Also, what are the impacts? There is a possibility that there could be up to 45,000 new registrants. That is what a noted demographer, Mr. Clatworthy, has indicated in his study commissioned for the department. He also gives a breakdown of how many people would likely register on reserve as opposed to off reserve, and what the implications would be then in terms of program and service implications and cost. We have asked the government this question. The government says that while it is looking at it, it does not know what the impact will be on programs such as non-insured health benefits, post-secondary education and if there is an influx of people on a reserve and what happens to the existing housing prices and the need for other services, other types of infrastructure.
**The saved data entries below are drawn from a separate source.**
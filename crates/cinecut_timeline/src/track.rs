// SPDX-License-Identifier: MIT OR Apache-2.0
//! Track definitions: single media-kind lanes spanning all layers.

use crate::element::ElementId;
use indexmap::IndexSet;
use serde::{Deserialize, Serialize};
use uuid::Uuid;

/// Unique identifier for a track
#[derive(Debug, Clone, Copy, PartialEq, Eq, Hash, Serialize, Deserialize)]
pub struct TrackId(pub Uuid);

impl TrackId {
    /// Create a new random track ID
    pub fn new() -> Self {
        Self(Uuid::new_v4())
    }
}

impl Default for TrackId {
    fn default() -> Self {
        Self::new()
    }
}

/// Media kind of a track.
///
/// A closed enumeration: every track carries exactly one kind and only
/// accepts elements of the same kind.
#[derive(Debug, Clone, Copy, PartialEq, Eq, Hash, Serialize, Deserialize)]
pub enum TrackKind {
    /// Audio samples
    Audio,
    /// Video frames
    Video,
}

impl TrackKind {
    /// Get the display name
    pub fn name(&self) -> &'static str {
        match self {
            Self::Audio => "audio",
            Self::Video => "video",
        }
    }

    /// Whether a track of this kind accepts an element of `kind`.
    pub fn accepts(&self, kind: TrackKind) -> bool {
        *self == kind
    }

    /// All track kinds, for per-kind invariant sweeps.
    pub const ALL: [TrackKind; 2] = [TrackKind::Audio, TrackKind::Video];
}

/// A single media-kind lane aggregating the track elements contributed by
/// clips across all layers.
///
/// The track only associates with its elements; ownership stays with the
/// parent clips.
#[derive(Debug, Clone, Serialize, Deserialize)]
pub struct Track {
    /// Unique track ID
    pub id: TrackId,
    /// Media kind of this lane
    pub kind: TrackKind,
    /// Attached elements, in attach order
    elements: IndexSet<ElementId>,
}

impl Track {
    /// Create a new track of the given kind
    pub fn new(kind: TrackKind) -> Self {
        Self {
            id: TrackId::new(),
            kind,
            elements: IndexSet::new(),
        }
    }

    /// Iterate over the attached elements
    pub fn elements(&self) -> impl Iterator<Item = ElementId> + '_ {
        self.elements.iter().copied()
    }

    /// Whether the element is attached to this track
    pub fn contains(&self, element: ElementId) -> bool {
        self.elements.contains(&element)
    }

    /// Number of attached elements
    pub fn element_count(&self) -> usize {
        self.elements.len()
    }

    pub(crate) fn insert(&mut self, element: ElementId) {
        self.elements.insert(element);
    }

    pub(crate) fn remove(&mut self, element: ElementId) {
        self.elements.shift_remove(&element);
    }
}
// SPDX-License-Identifier: MIT OR Apache-2.0
//! Undo/redo history over committed edits.
//!
//! The history stores the per-clip before/after records that each edit
//! reports, not timeline snapshots. Undoing replays the `before` side of a
//! record, redoing replays the `after` side. Both sides were valid when the
//! edit committed, so replaying them cannot violate the timeline invariants.

use crate::edit::{ClipChange, EditOutcome};
use crate::timeline::Timeline;
use serde::{Deserialize, Serialize};
use std::collections::VecDeque;

/// Maximum number of edits retained by default
const MAX_HISTORY: usize = 100;

/// Errors from history navigation
#[derive(Debug, Clone, PartialEq, Eq, thiserror::Error)]
pub enum HistoryError {
    /// The undo stack is empty
    #[error("nothing to undo")]
    NothingToUndo,
    /// The redo stack is empty
    #[error("nothing to redo")]
    NothingToRedo,
}

/// One recorded edit
#[derive(Debug, Clone, Serialize, Deserialize)]
pub struct EditRecord {
    /// Human-readable description for UI display
    pub description: String,
    /// Per-clip changes as reported by the edit
    pub changes: Vec<ClipChange>,
}

/// A bounded undo/redo stack of [`EditRecord`]s.
#[derive(Debug, Clone, Serialize, Deserialize)]
pub struct EditHistory {
    undo_stack: VecDeque<EditRecord>,
    redo_stack: Vec<EditRecord>,
    max_depth: usize,
}

impl Default for EditHistory {
    fn default() -> Self {
        Self::new()
    }
}

impl EditHistory {
    /// Create a history retaining up to 100 edits
    pub fn new() -> Self {
        Self::with_max_depth(MAX_HISTORY)
    }

    /// Create a history retaining up to `max_depth` edits
    pub fn with_max_depth(max_depth: usize) -> Self {
        Self {
            undo_stack: VecDeque::new(),
            redo_stack: Vec::new(),
            max_depth,
        }
    }

    /// Record a committed edit. No-op outcomes are not recorded. Recording
    /// clears the redo stack; the oldest record is dropped past the depth
    /// limit.
    pub fn record(&mut self, description: impl Into<String>, outcome: &EditOutcome) {
        if outcome.is_empty() {
            return;
        }
        self.redo_stack.clear();
        self.undo_stack.push_back(EditRecord {
            description: description.into(),
            changes: outcome.changes.clone(),
        });
        while self.undo_stack.len() > self.max_depth {
            self.undo_stack.pop_front();
        }
    }

    /// Revert the most recent edit
    pub fn undo(&mut self, timeline: &mut Timeline) -> Result<(), HistoryError> {
        let record = self.undo_stack.pop_back().ok_or(HistoryError::NothingToUndo)?;
        apply(timeline, &record, Direction::Backward);
        tracing::debug!(description = %record.description, "undid edit");
        self.redo_stack.push(record);
        Ok(())
    }

    /// Re-apply the most recently undone edit
    pub fn redo(&mut self, timeline: &mut Timeline) -> Result<(), HistoryError> {
        let record = self.redo_stack.pop().ok_or(HistoryError::NothingToRedo)?;
        apply(timeline, &record, Direction::Forward);
        tracing::debug!(description = %record.description, "redid edit");
        self.undo_stack.push_back(record);
        Ok(())
    }

    /// Whether an undo is available
    pub fn can_undo(&self) -> bool {
        !self.undo_stack.is_empty()
    }

    /// Whether a redo is available
    pub fn can_redo(&self) -> bool {
        !self.redo_stack.is_empty()
    }

    /// Description of the edit the next undo would revert
    pub fn undo_description(&self) -> Option<&str> {
        self.undo_stack.back().map(|r| r.description.as_str())
    }

    /// Description of the edit the next redo would re-apply
    pub fn redo_description(&self) -> Option<&str> {
        self.redo_stack.last().map(|r| r.description.as_str())
    }

    /// Drop all recorded edits
    pub fn clear(&mut self) {
        self.undo_stack.clear();
        self.redo_stack.clear();
    }
}

enum Direction {
    Forward,
    Backward,
}

fn apply(timeline: &mut Timeline, record: &EditRecord, direction: Direction) {
    // restoring a previously committed state, no re-validation needed
    let (overlay, moves): (Vec<_>, Vec<_>) = match direction {
        Direction::Backward => (
            record.changes.iter().map(|c| (c.clip, c.before)).collect(),
            record
                .changes
                .iter()
                .filter(|c| c.layer_before != c.layer_after)
                .filter_map(|c| c.layer_before.map(|l| (c.clip, l)))
                .collect(),
        ),
        Direction::Forward => (
            record.changes.iter().map(|c| (c.clip, c.after)).collect(),
            record
                .changes
                .iter()
                .filter(|c| c.layer_before != c.layer_after)
                .filter_map(|c| c.layer_after.map(|l| (c.clip, l)))
                .collect(),
        ),
    };
    timeline.commit_edit(&overlay, &moves);
}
While we ask all these questions, we believe the intent of the bill is to try to meet the test or dictates of the B.C. Court of Appeal. We believe it is worthy of support at second reading. We hope it will close one gap in the law, even if it does not address others that remain. It definitely requires full examination in committee.

Despite the shortened time frame due to the court decision and the government's prorogation, we hope there will be a full and fair hearing with a broad cross-section of witnesses. I look forward to hearing those witnesses and, if possible, to making the bill a better one.

Mr. Alan Tonks (York South—Weston, Lib.):
Mr. Speaker, those of us who are dedicated to understanding the issues facing our first nations are very concerned with respect to the issues that the bill raises and the issues on which my colleague has given us an overview. From what the member has said, my observation is that section 6(c.1)(iv) is very pertinent and of concern to the first nations community. It has introduced a new form of discrimination based on the status of children.

This seems to be the nature of the appeal stemming from the McIvor initiative that attempted to focus on the whole issue of inequity between paternal and maternal rights. The inference I draw from the member's overview is that this added form of discrimination is contrary to the very intent that Sharon McIvor had. In fact, it will contribute to the saying that justice delayed is justice denied.

Is it within the purview of the committee, given that the Court of Appeal really established the parameters of the B.C. decision within which the inequity could be legally addressed, to address that new form of discrimination, or is this a case where we are trying to catch up on bad legislation?

Mr. Todd Russell:
Mr. Speaker, it seems there can be, and many times is, some very confusing wording and approaches to status. I have talked to experts and asked them a question on this bill or on the Indian Act as it now exists. There are many confusing circumstances.

We have to ensure the bill does not create other cases of discrimination. That is our fundamental role. We have to ensure we respond appropriately to the B.C. Court of Appeal to ensure we resolve the issue of inequity on which it had passed judgment. That is what we have to do and that is what the committee's work will be.

There are many who will pass opinions. As I mentioned, Dr. Pamela Palmater has gone through the bill and found some areas where she feels that discrimination may arise from what we study in Bill C-3. Whether that is the case or not, the committee will have to judge this. If it is possible to make amendments to deal with any further cases of discrimination that may arise, I think we will do everything in our power to make those amendments so other cases of discrimination do not arise.

We know one thing for sure. Many times, when the government responds to this, it creates other possibilities of inequity. We have to look forward and not deal only with the present situation.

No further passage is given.